Work required: Please give every entry again, exactly as it reads.
*** Opening of Exercise materials ***
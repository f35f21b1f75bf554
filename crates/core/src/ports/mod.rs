//! Boundaries to the systems the dialogue consumes and produces data for.
//!
//! Each trait is async and object safe so the composition root can inject
//! HTTP adapters in production and the in-memory fakes from [`memory`] in
//! tests and the local chat CLI.

use async_trait::async_trait;
use rust_decimal::Decimal;
use thiserror::Error;

use crate::domain::address::{Address, AddressCandidate, FulfillmentMode, SavedAddress};
use crate::domain::catalog::{CatalogItem, CatalogScope, ItemRef};
use crate::domain::conversation::{Conversation, SessionKey};
use crate::domain::order::{IdempotencyKey, OrderDraft, OrderId};
use crate::errors::Collaborator;

pub mod memory;

pub use memory::{
    InMemoryAddressBook, InMemoryCatalog, InMemoryCheckout, InMemoryGeocoder,
};

#[derive(Clone, Debug, Error, PartialEq, Eq)]
pub enum PortError {
    #[error("{0} timed out")]
    Timeout(Collaborator),
    #[error("{collaborator} unavailable: {message}")]
    Unavailable { collaborator: Collaborator, message: String },
    #[error("{collaborator} returned an invalid response: {message}")]
    InvalidResponse { collaborator: Collaborator, message: String },
}

impl PortError {
    pub fn collaborator(&self) -> Collaborator {
        match self {
            Self::Timeout(collaborator)
            | Self::Unavailable { collaborator, .. }
            | Self::InvalidResponse { collaborator, .. } => *collaborator,
        }
    }
}

#[derive(Clone, Debug, Error, PartialEq, Eq)]
pub enum CheckoutError {
    /// Business-rule failure; the reason is shown to the customer as is.
    #[error("{reason}")]
    Rejected { reason: String },
    #[error(transparent)]
    Port(#[from] PortError),
}

#[derive(Clone, Debug, Error, PartialEq, Eq)]
pub enum StoreError {
    #[error("version conflict for conversation {conversation_id}: expected version {expected}")]
    Conflict { conversation_id: String, expected: u64 },
    #[error("conversation store unavailable: {0}")]
    Unavailable(String),
    #[error("conversation record could not be decoded: {0}")]
    Corrupt(String),
}

#[async_trait]
pub trait CatalogSource: Send + Sync {
    /// Items loosely matching `term`; an empty term lists every orderable item in scope.
    async fn search(&self, term: &str, scope: CatalogScope) -> Result<Vec<CatalogItem>, PortError>;
    async fn get(&self, item_ref: &ItemRef) -> Result<Option<CatalogItem>, PortError>;
}

#[async_trait]
pub trait GeocodingProvider: Send + Sync {
    async fn search_address(&self, text: &str) -> Result<Vec<AddressCandidate>, PortError>;
}

#[async_trait]
pub trait AddressBook: Send + Sync {
    async fn saved_addresses(
        &self,
        session_key: &SessionKey,
    ) -> Result<Vec<SavedAddress>, PortError>;
    async fn remember(
        &self,
        session_key: &SessionKey,
        address: &Address,
    ) -> Result<SavedAddress, PortError>;
}

#[async_trait]
pub trait DeliveryFeeProvider: Send + Sync {
    async fn quote_fee(
        &self,
        mode: FulfillmentMode,
        address: Option<&Address>,
        subtotal: Decimal,
    ) -> Result<Decimal, PortError>;
}

#[async_trait]
pub trait CheckoutGateway: Send + Sync {
    /// Creates at most one order per idempotency key.
    async fn create_order(
        &self,
        draft: &OrderDraft,
        idempotency_key: &IdempotencyKey,
    ) -> Result<OrderId, CheckoutError>;
}

#[async_trait]
pub trait ConversationStore: Send + Sync {
    /// Most recent conversation for the session, archived or not.
    async fn load(&self, session_key: &SessionKey) -> Result<Option<Conversation>, StoreError>;

    /// Writes the conversation if the stored version still equals
    /// `conversation.version` and returns the new version.
    async fn save(&self, conversation: &Conversation) -> Result<u64, StoreError>;
}

/// Same fee for every delivery; pickup is free.
#[derive(Clone, Debug, PartialEq, Eq)]
pub struct FlatDeliveryFee {
    fee: Decimal,
}

impl FlatDeliveryFee {
    pub fn new(fee: Decimal) -> Self {
        Self { fee: fee.max(Decimal::ZERO) }
    }
}

#[async_trait]
impl DeliveryFeeProvider for FlatDeliveryFee {
    async fn quote_fee(
        &self,
        mode: FulfillmentMode,
        _address: Option<&Address>,
        _subtotal: Decimal,
    ) -> Result<Decimal, PortError> {
        Ok(match mode {
            FulfillmentMode::Delivery => self.fee,
            FulfillmentMode::Pickup => Decimal::ZERO,
        })
    }
}

#[cfg(test)]
mod tests {
    use rust_decimal::Decimal;

    use super::{DeliveryFeeProvider, FlatDeliveryFee, PortError};
    use crate::domain::address::FulfillmentMode;
    use crate::errors::Collaborator;

    #[tokio::test]
    async fn flat_fee_applies_to_delivery_only() {
        let provider = FlatDeliveryFee::new(Decimal::new(600, 2));
        let delivery = provider
            .quote_fee(FulfillmentMode::Delivery, None, Decimal::new(5000, 2))
            .await
            .expect("delivery fee");
        let pickup = provider
            .quote_fee(FulfillmentMode::Pickup, None, Decimal::new(5000, 2))
            .await
            .expect("pickup fee");
        assert_eq!(delivery, Decimal::new(600, 2));
        assert_eq!(pickup, Decimal::ZERO);
    }

    #[test]
    fn port_error_names_collaborator() {
        let error = PortError::Timeout(Collaborator::Geocoding);
        assert_eq!(error.collaborator(), Collaborator::Geocoding);
        assert_eq!(error.to_string(), "geocoding timed out");
    }
}
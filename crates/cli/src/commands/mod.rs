pub mod chat;
pub mod config;
pub mod migrate;

use serde::Serialize;

#[derive(Debug, Clone)]
pub struct CommandResult {
    pub exit_code: u8,
    pub output: String,
}

#[derive(Debug, Serialize)]
struct CommandOutcome {
    command: String,
    status: String,
    error_class: Option<String>,
    message: String,
}

impl CommandResult {
    pub fn success(command: &str, message: impl Into<String>) -> Self {
        let payload = CommandOutcome {
            command: command.to_string(),
            status: "ok".to_string(),
            error_class: None,
            message: message.into(),
        };
        Self { exit_code: 0, output: serialize_payload(payload) }
    }

    pub fn failure(
        command: &str,
        error_class: &str,
        message: impl Into<String>,
        exit_code: u8,
    ) -> Self {
        let payload = CommandOutcome {
            command: command.to_string(),
            status: "error".to_string(),
            error_class: Some(error_class.to_string()),
            message: message.into(),
        };
        Self { exit_code, output: serialize_payload(payload) }
    }

    /// Output already written by the command itself.
    pub fn quiet() -> Self {
        Self { exit_code: 0, output: String::new() }
    }
}

fn serialize_payload(payload: CommandOutcome) -> String {
    serde_json::to_string(&payload).unwrap_or_else(|error| {
        format!(
            "{{\"command\":\"unknown\",\"status\":\"error\",\"error_class\":\"serialization\",\"message\":\"{}\"}}",
            error.to_string().replace('\\', "\\\\").replace('"', "\\\"")
        )
    })
}

pub(crate) fn current_thread_runtime(
    command: &str,
) -> Result<tokio::runtime::Runtime, CommandResult> {
    tokio::runtime::Builder::new_current_thread().enable_all().build().map_err(|error| {
        CommandResult::failure(
            command,
            "runtime_init",
            format!("failed to initialize async runtime: {error}"),
            3,
        )
    })
}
*** Close of Exercise materials ***
Result of this exercise:
repository f35f21b1f75bf554
filename crates/core/src/ports/mod.rs
//! Boundaries to the systems the dialogue consumes and produces data for.
//!
//! Each trait is async and object safe so the composition root can inject
//! HTTP adapters in production and the in-memory fakes from [`memory`] in
//! tests and the local chat CLI.

use async_trait::async_trait;
use rust_decimal::Decimal;
use thiserror::Error;

use crate::domain::address::{Address, AddressCandidate, FulfillmentMode, SavedAddress};
use crate::domain::catalog::{CatalogItem, CatalogScope, ItemRef};
use crate::domain::conversation::{Conversation, SessionKey};
use crate::domain::order::{IdempotencyKey, OrderDraft, OrderId};
use crate::errors::Collaborator;

pub mod memory;

pub use memory::{
    InMemoryAddressBook, InMemoryCatalog, InMemoryCheckout, InMemoryGeocoder,
};

#[derive(Clone, Debug, Error, PartialEq, Eq)]
pub enum PortError {
    #[error("{0} timed out")]
    Timeout(Collaborator),
    #[error("{collaborator} unavailable: {message}")]
    Unavailable { collaborator: Collaborator, message: String },
    #[error("{collaborator} returned an invalid response: {message}")]
    InvalidResponse { collaborator: Collaborator, message: String },
}

impl PortError {
    pub fn collaborator(&self) -> Collaborator {
        match self {
            Self::Timeout(collaborator)
            | Self::Unavailable { collaborator, .. }
            | Self::InvalidResponse { collaborator, .. } => *collaborator,
        }
    }
}

#[derive(Clone, Debug, Error, PartialEq, Eq)]
pub enum CheckoutError {
    /// Business-rule failure; the reason is shown to the customer as is.
    #[error("{reason}")]
    Rejected { reason: String },
    #[error(transparent)]
    Port(#[from] PortError),
}

#[derive(Clone, Debug, Error, PartialEq, Eq)]
pub enum StoreError {
    #[error("version conflict for conversation {conversation_id}: expected version {expected}")]
    Conflict { conversation_id: String, expected: u64 },
    #[error("conversation store unavailable: {0}")]
    Unavailable(String),
    #[error("conversation record could not be decoded: {0}")]
    Corrupt(String),
}

#[async_trait]
pub trait CatalogSource: Send + Sync {
    /// Items loosely matching `term`; an empty term lists every orderable item in scope.
    async fn search(&self, term: &str, scope: CatalogScope) -> Result<Vec<CatalogItem>, PortError>;
    async fn get(&self, item_ref: &ItemRef) -> Result<Option<CatalogItem>, PortError>;
}

#[async_trait]
pub trait GeocodingProvider: Send + Sync {
    async fn search_address(&self, text: &str) -> Result<Vec<AddressCandidate>, PortError>;
}

#[async_trait]
pub trait AddressBook: Send + Sync {
    async fn saved_addresses(
        &self,
        session_key: &SessionKey,
    ) -> Result<Vec<SavedAddress>, PortError>;
    async fn remember(
        &self,
        session_key: &SessionKey,
        address: &Address,
    ) -> Result<SavedAddress, PortError>;
}

#[async_trait]
pub trait DeliveryFeeProvider: Send + Sync {
    async fn quote_fee(
        &self,
        mode: FulfillmentMode,
        address: Option<&Address>,
        subtotal: Decimal,
    ) -> Result<Decimal, PortError>;
}

#[async_trait]
pub trait CheckoutGateway: Send + Sync {
    /// Creates at most one order per idempotency key.
    async fn create_order(
        &self,
        draft: &OrderDraft,
        idempotency_key: &IdempotencyKey,
    ) -> Result<OrderId, CheckoutError>;
}

#[async_trait]
pub trait ConversationStore: Send + Sync {
    /// Most recent conversation for the session, archived or not.
    async fn load(&self, session_key: &SessionKey) -> Result<Option<Conversation>, StoreError>;

    /// Writes the conversation if the stored version still equals
    /// `conversation.version` and returns the new version.
    async fn save(&self, conversation: &Conversation) -> Result<u64, StoreError>;
}

/// Same fee for every delivery; pickup is free.
#[derive(Clone, Debug, PartialEq, Eq)]
pub struct FlatDeliveryFee {
    fee: Decimal,
}

impl FlatDeliveryFee {
    pub fn new(fee: Decimal) -> Self {
        Self { fee: fee.max(Decimal::ZERO) }
    }
}

#[async_trait]
impl DeliveryFeeProvider for FlatDeliveryFee {
    async fn quote_fee(
        &self,
        mode: FulfillmentMode,
        _address: Option<&Address>,
        _subtotal: Decimal,
    ) -> Result<Decimal, PortError> {
        Ok(match mode {
            FulfillmentMode::Delivery => self.fee,
            FulfillmentMode::Pickup => Decimal::ZERO,
        })
    }
}

#[cfg(test)]
mod tests {
    use rust_decimal::Decimal;

    use super::{DeliveryFeeProvider, FlatDeliveryFee, PortError};
    use crate::domain::address::FulfillmentMode;
    use crate::errors::Collaborator;

    #[tokio::test]
    async fn flat_fee_applies_to_delivery_only() {
        let provider = FlatDeliveryFee::new(Decimal::new(600, 2));
        let delivery = provider
            .quote_fee(FulfillmentMode::Delivery, None, Decimal::new(5000, 2))
            .await
            .expect("delivery fee");
        let pickup = provider
            .quote_fee(FulfillmentMode::Pickup, None, Decimal::new(5000, 2))
            .await
            .expect("pickup fee");
        assert_eq!(delivery, Decimal::new(600, 2));
        assert_eq!(pickup, Decimal::ZERO);
    }

    #[test]
    fn port_error_names_collaborator() {
        let error = PortError::Timeout(Collaborator::Geocoding);
        assert_eq!(error.collaborator(), Collaborator::Geocoding);
        assert_eq!(error.to_string(), "geocoding timed out");
    }
}
filename crates/cli/src/commands/mod.rs
pub mod chat;
pub mod config;
pub mod migrate;

use serde::Serialize;

#[derive(Debug, Clone)]
pub struct CommandResult {
    pub exit_code: u8,
    pub output: String,
}

#[derive(Debug, Serialize)]
struct CommandOutcome {
    command: String,
    status: String,
    error_class: Option<String>,
    message: String,
}

impl CommandResult {
    pub fn success(command: &str, message: impl Into<String>) -> Self {
        let payload = CommandOutcome {
            command: command.to_string(),
            status: "ok".to_string(),
            error_class: None,
            message: message.into(),
        };
        Self { exit_code: 0, output: serialize_payload(payload) }
    }

    pub fn failure(
        command: &str,
        error_class: &str,
        message: impl Into<String>,
        exit_code: u8,
    ) -> Self {
        let payload = CommandOutcome {
            command: command.to_string(),
            status: "error".to_string(),
            error_class: Some(error_class.to_string()),
            message: message.into(),
        };
        Self { exit_code, output: serialize_payload(payload) }
    }

    /// Output already written by the command itself.
    pub fn quiet() -> Self {
        Self { exit_code: 0, output: String::new() }
    }
}

fn serialize_payload(payload: CommandOutcome) -> String {
    serde_json::to_string(&payload).unwrap_or_else(|error| {
        format!(
            "{{\"command\":\"unknown\",\"status\":\"error\",\"error_class\":\"serialization\",\"message\":\"{}\"}}",
            error.to_string().replace('\\', "\\\\").replace('"', "\\\"")
        )
    })
}

pub(crate) fn current_thread_runtime(
    command: &str,
) -> Result<tokio::runtime::Runtime, CommandResult> {
    tokio::runtime::Builder::new_current_thread().enable_all().build().map_err(|error| {
        CommandResult::failure(
            command,
            "runtime_init",
            format!("failed to initialize async runtime: {error}"),
            3,
        )
    })
}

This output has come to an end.